▶ [Assignment]
Your job is to report every line of the entries that has "target".

[Stored data entries]

//! Log formatting that stamps every line with the simulation tick it was emitted on.

use std::fmt;
use std::sync::atomic::{AtomicU64, Ordering};

use time::macros::format_description;
use time::{format_description::FormatItem, OffsetDateTime};
use tracing::{Event, Level, Subscriber};
use tracing_subscriber::fmt::format::Writer;
use tracing_subscriber::fmt::{FmtContext, FormatEvent, FormatFields, FormattedFields};
use tracing_subscriber::registry::LookupSpan;

/// Number of simulation ticks run so far, across every game in the process.
static SIM_TICKS: AtomicU64 = AtomicU64::new(0);

/// Only the low 24 bits are shown; at 60 ticks per second that wraps after about three days.
const TICK_DISPLAY_MASK: u64 = 0xFF_FFFF;

const TIMESTAMP_FORMAT: &[FormatItem<'static>] = format_description!("[hour]:[minute]:[second].[subsecond digits:4]");

/// ANSI styles used by [`TickFormatter`].
#[derive(Clone, Copy)]
enum Style {
    Dim,
    Bold,
    Level(Level),
}

impl Style {
    fn code(self) -> &'static str {
        match self {
            Style::Dim => "2",
            Style::Bold => "1",
            Style::Level(Level::TRACE) => "35",
            Style::Level(Level::DEBUG) => "34",
            Style::Level(Level::INFO) => "32",
            Style::Level(Level::WARN) => "33",
            Style::Level(Level::ERROR) => "31",
        }
    }

    fn paint(self, writer: &mut Writer<'_>, value: impl fmt::Display) -> fmt::Result {
        if writer.has_ansi_escapes() {
            write!(writer, "\x1b[{}m{}\x1b[0m", self.code(), value)
        } else {
            write!(writer, "{}", value)
        }
    }
}

/// Formats events as `time tick level spans target: fields`, with the tick in hexadecimal.
pub struct TickFormatter;

impl<S, N> FormatEvent<S, N> for TickFormatter
where
    S: Subscriber + for<'a> LookupSpan<'a>,
    N: for<'a> FormatFields<'a> + 'static,
{
    fn format_event(&self, ctx: &FmtContext<'_, S, N>, mut writer: Writer<'_>, event: &Event<'_>) -> fmt::Result {
        let meta = event.metadata();

        let timestamp = OffsetDateTime::now_utc().format(&TIMESTAMP_FORMAT).map_err(|_| fmt::Error)?;
        Style::Dim.paint(&mut writer, timestamp)?;
        writer.write_char(' ')?;

        Style::Dim.paint(&mut writer, format_args!("t{:06X}", tick_count() & TICK_DISPLAY_MASK))?;
        writer.write_char(' ')?;

        Style::Level(*meta.level()).paint(&mut writer, format_args!("{:>5}", meta.level().as_str()))?;
        writer.write_char(' ')?;

        if let Some(scope) = ctx.event_scope() {
            for span in scope.from_root() {
                Style::Bold.paint(&mut writer, span.metadata().name())?;
                if let Some(fields) = span.extensions().get::<FormattedFields<N>>() {
                    if !fields.is_empty() {
                        write!(writer, "{{{}}}", fields)?;
                    }
                }
                writer.write_char(':')?;
            }
            writer.write_char(' ')?;
        }

        Style::Dim.paint(&mut writer, format_args!("{}:", meta.target()))?;
        writer.write_char(' ')?;

        ctx.format_fields(writer.by_ref(), event)?;
        writeln!(writer)
    }
}

/// Advances the tick shown in log lines. Called once per simulated tick.
pub fn increment_tick() {
    SIM_TICKS.fetch_add(1, Ordering::Relaxed);
}

pub fn tick_count() -> u64 {
    SIM_TICKS.load(Ordering::Relaxed)
}
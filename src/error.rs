//! Centralized error types for the game.
//!
//! Only configuration problems are fatal. A malformed level row is a [`RowError`] that the catalog
//! logs and skips, and a level with no rows at all is not an error: the run simply ends as cleared.

use std::io;
use std::path::PathBuf;

/// Main error type for the game.
///
/// This is the primary error type that should be used in public APIs.
#[derive(thiserror::Error, Debug)]
pub enum GameError {
    #[error("Configuration error: {0}")]
    Config(#[from] ConfigError),

    /// The world no longer matches what the run state says it should hold.
    #[error("Invalid state: {0}")]
    InvalidState(String),
}

/// Problems with the level data source. No gameplay is possible while one of these is present.
#[derive(thiserror::Error, Debug)]
pub enum ConfigError {
    #[error("Missing level data: {}", .0.display())]
    MissingLevelData(PathBuf),

    #[error("Level data at {} could not be read: {source}", .path.display())]
    Unreadable {
        path: PathBuf,
        #[source]
        source: io::Error,
    },
}

/// A single level row that could not be turned into a record.
#[derive(thiserror::Error, Debug, Clone, PartialEq)]
pub enum RowError {
    #[error("Row has no kind")]
    MissingKind,

    #[error("Unknown object kind: {0}")]
    UnknownKind(String),

    #[error("Column '{column}' is not a number: {value:?}")]
    InvalidNumber { column: &'static str, value: String },
}

/// Result type for game operations.
pub type GameResult<T> = Result<T, GameError>;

▶ [Worked solution]
/// Formats events as `time tick level spans target: fields`, with the tick in hexadecimal.
        Style::Dim.paint(&mut writer, format_args!("{}:", meta.target()))?;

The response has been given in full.